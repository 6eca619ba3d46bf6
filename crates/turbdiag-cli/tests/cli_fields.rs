use std::path::Path;
use std::process::{Command, Output};

use ndarray::Array3;
use turbdiag_core::format::grid::{decode, encode};
use turbdiag_core::{GridField, Unit};

fn cli() -> Command {
    Command::new(env!("CARGO_BIN_EXE_turbdiag-cli"))
}

fn run_ok(cmd: &mut Command) -> Output {
    let out = cmd.output().expect("spawn command");
    assert!(
        out.status.success(),
        "command failed: status={:?}\nstdout:\n{}\nstderr:\n{}",
        out.status.code(),
        String::from_utf8_lossy(&out.stdout),
        String::from_utf8_lossy(&out.stderr)
    );
    out
}

fn run_err(cmd: &mut Command) -> String {
    let out = cmd.output().expect("spawn command");
    assert!(!out.status.success(), "command unexpectedly succeeded");
    String::from_utf8_lossy(&out.stderr).into_owned()
}

fn p(dir: &Path, name: &str) -> String {
    dir.join(name).to_str().unwrap().to_string()
}

fn synth_uniform(path: &str, n: usize, value: f64, unit: &str) {
    run_ok(cli().args([
        "synth",
        "--kind",
        "uniform",
        "--n",
        &n.to_string(),
        &format!("--value={value}"),
        "--unit",
        unit,
        "--out",
        path,
    ]));
}

/// Pull a numeric field out of one JSONL line.
fn json_num(line: &str, key: &str) -> f64 {
    let tag = format!("\"{key}\":");
    let start = line.find(&tag).unwrap_or_else(|| panic!("{key} missing in {line}")) + tag.len();
    let rest = &line[start..];
    let end = rest.find([',', '}']).unwrap();
    rest[..end].parse().unwrap()
}

#[test]
fn uniform_field_rms_is_its_magnitude() {
    let dir = tempfile::tempdir().unwrap();
    let f = p(dir.path(), "u.tdg");
    synth_uniform(&f, 8, -2.5, "km/s");

    let out = run_ok(cli().args(["rms-cubes", "--in", &f, "--cubes", "2"]));
    let text = String::from_utf8(out.stdout).unwrap();
    let lines: Vec<&str> = text.lines().collect();
    assert_eq!(lines.len(), 8);
    assert!(lines[0].starts_with("{\"i\":0,\"j\":0,\"k\":0,"));
    assert!(lines[7].starts_with("{\"i\":1,\"j\":1,\"k\":1,"));
    for l in &lines {
        assert_eq!(json_num(l, "rms"), 2.5);
        assert!(l.contains("\"unit\":\"km s**-1\""), "{l}");
    }
}

#[test]
fn rms_cubes_converts_units_and_writes_nulls_for_empty_cubes() {
    let dir = tempfile::tempdir().unwrap();
    let f = p(dir.path(), "u.tdg");
    let out = p(dir.path(), "rms.jsonl");
    synth_uniform(&f, 4, 3.0, "km/s");

    run_ok(cli().args(["rms-cubes", "--in", &f, "--cubes", "1", "--unit", "m/s", "--out", &out]));
    let text = std::fs::read_to_string(&out).unwrap();
    let line = text.lines().next().unwrap();
    assert!((json_num(line, "rms") - 3000.0).abs() < 1e-9);

    let o = run_ok(cli().args(["rms-cubes", "--in", &f, "--cubes", "5"]));
    let text = String::from_utf8(o.stdout).unwrap();
    assert_eq!(text.lines().count(), 125);
    assert!(text.lines().all(|l| l.contains("\"rms\":null")));
}

#[test]
fn rms_cubes_rejects_non_cubic_grids() {
    let dir = tempfile::tempdir().unwrap();
    let f = p(dir.path(), "flat.tdg");
    let field = GridField::uniform([4, 4, 2], 1.0, Unit::parse("cm/s").unwrap());
    std::fs::write(&f, encode(&field).unwrap()).unwrap();

    let err = run_err(cli().args(["rms-cubes", "--in", &f, "--cubes", "2"]));
    assert!(err.contains("non-cubic"), "{err}");
}

#[test]
fn zst_files_round_trip_and_inspect_reports_header() {
    let dir = tempfile::tempdir().unwrap();
    let f = p(dir.path(), "u.tdg.zst");
    synth_uniform(&f, 6, 4.0, "g/cm**3");

    // compressed on disk
    let raw = std::fs::read(&f).unwrap();
    assert!(decode(&raw).is_err());

    let out = run_ok(cli().args(["inspect", "--in", &f]));
    let text = String::from_utf8(out.stdout).unwrap();
    assert!(text.contains("shape       = 6 x 6 x 6"), "{text}");
    assert!(text.contains("unit        = g cm**-3"), "{text}");
    assert!(text.contains("mean        = 4"), "{text}");
    assert!(text.contains("dx          = 1 pc"), "{text}");
}

#[test]
fn corrupted_grid_is_reported() {
    let dir = tempfile::tempdir().unwrap();
    let f = p(dir.path(), "u.tdg");
    synth_uniform(&f, 4, 1.0, "km/s");
    let mut b = std::fs::read(&f).unwrap();
    let mid = b.len() / 2;
    b[mid] ^= 0xFF;
    std::fs::write(&f, b).unwrap();

    let err = run_err(cli().args(["inspect", "--in", &f]));
    assert!(err.contains("crc32"), "{err}");
}

#[test]
fn sigma_of_uniform_perturbations() {
    let dir = tempfile::tempdir().unwrap();
    let drho = p(dir.path(), "drho.tdg");
    let rho = p(dir.path(), "rho.tdg");
    let dv = p(dir.path(), "dv.tdg");
    let cs = p(dir.path(), "cs.tdg");
    synth_uniform(&drho, 4, 0.2, "g/cm**3");
    synth_uniform(&rho, 4, 1.0, "g/cm**3");
    synth_uniform(&dv, 4, 1.0, "km/s");
    synth_uniform(&cs, 4, 400000.0, "cm/s");

    let out = run_ok(cli().args([
        "sigma", "--delta-rho", &drho, "--rho", &rho, "--delta-v", &dv, "--sound-speed", &cs,
        "--cubes", "2",
    ]));
    let text = String::from_utf8(out.stdout).unwrap();
    assert_eq!(text.lines().count(), 8);
    for l in text.lines() {
        assert!((json_num(l, "sigma_rho") - 0.2).abs() < 1e-12, "{l}");
        assert!((json_num(l, "sigma_v") - 0.25).abs() < 1e-12, "{l}");
    }

    let err = run_err(cli().args([
        "sigma", "--delta-rho", &dv, "--rho", &rho, "--delta-v", &dv, "--sound-speed", &cs,
        "--cubes", "2",
    ]));
    assert!(err.contains("different dimensions"), "{err}");
}

#[test]
fn synth_writes_consistent_vector_files() {
    let dir = tempfile::tempdir().unwrap();
    let prefix = p(dir.path(), "mix");
    run_ok(cli().args(["synth", "--kind", "mixed", "--n", "6", "--out", &prefix, "--dx", "2 pc"]));

    let mut shapes = Vec::new();
    for c in ["vx", "vy", "vz", "rho"] {
        let f = decode(&std::fs::read(format!("{prefix}_{c}.tdg")).unwrap()).unwrap();
        assert_eq!(f.spacing().unwrap().value, 2.0);
        shapes.push(f.shape());
    }
    assert!(shapes.iter().all(|s| *s == [6, 6, 6]));

    let vx = decode(&std::fs::read(format!("{prefix}_vx.tdg")).unwrap()).unwrap();
    let expect = Array3::from_shape_fn((6, 6, 6), |(i, j, _)| {
        let t = std::f64::consts::TAU / 6.0;
        10.0 * (t * i as f64).cos() + 6.0 * (t * j as f64).sin()
    });
    let diff = vx
        .values()
        .iter()
        .zip(expect.iter())
        .map(|(a, b)| (a - b).abs())
        .fold(0.0, f64::max);
    assert!(diff < 1e-12);
}
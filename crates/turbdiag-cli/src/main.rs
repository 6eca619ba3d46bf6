// crates/turbdiag-cli/src/main.rs

use clap::{Parser, Subcommand};

mod cmd;
mod io;
mod logging;

#[derive(Parser)]
#[command(name = "turbdiag-cli")]
#[command(about = "Turbulence diagnostics: Helmholtz decomposition and per-cube RMS", long_about = None)]
pub struct Cli {
    #[command(subcommand)]
    pub cmd: Commands,
}

#[derive(Subcommand)]
pub enum Commands {
    /// Write synthetic grid fields (.tdg)
    Synth(cmd::synth::SynthArgs),

    /// Inspect a .tdg grid (shape, unit, spacing, min/max/mean, grid id)
    Inspect(cmd::inspect::InspectArgs),

    /// Per-cube RMS of one field as JSONL
    RmsCubes(cmd::rms_cubes::RmsCubesArgs),

    /// Split a velocity field into compressive and solenoidal parts
    Decompose(cmd::decompose::DecomposeArgs),

    /// Per-cube sigma_rho / sigma_v dispersion as JSONL
    Sigma(cmd::sigma::SigmaArgs),
}

fn main() -> anyhow::Result<()> {
    logging::init_tracing();
    let cli = Cli::parse();

    match cli.cmd {
        Commands::Synth(args) => cmd::synth::run(args),
        Commands::Inspect(args) => cmd::inspect::run(args),
        Commands::RmsCubes(args) => cmd::rms_cubes::run(args),
        Commands::Decompose(args) => cmd::decompose::run(args),
        Commands::Sigma(args) => cmd::sigma::run(args),
    }
}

......

> _TASK STATEMENT_:
Among the lines of the material, some contain the string "filename". State how many, and nothing more.

> _ANSWER BOX_:
2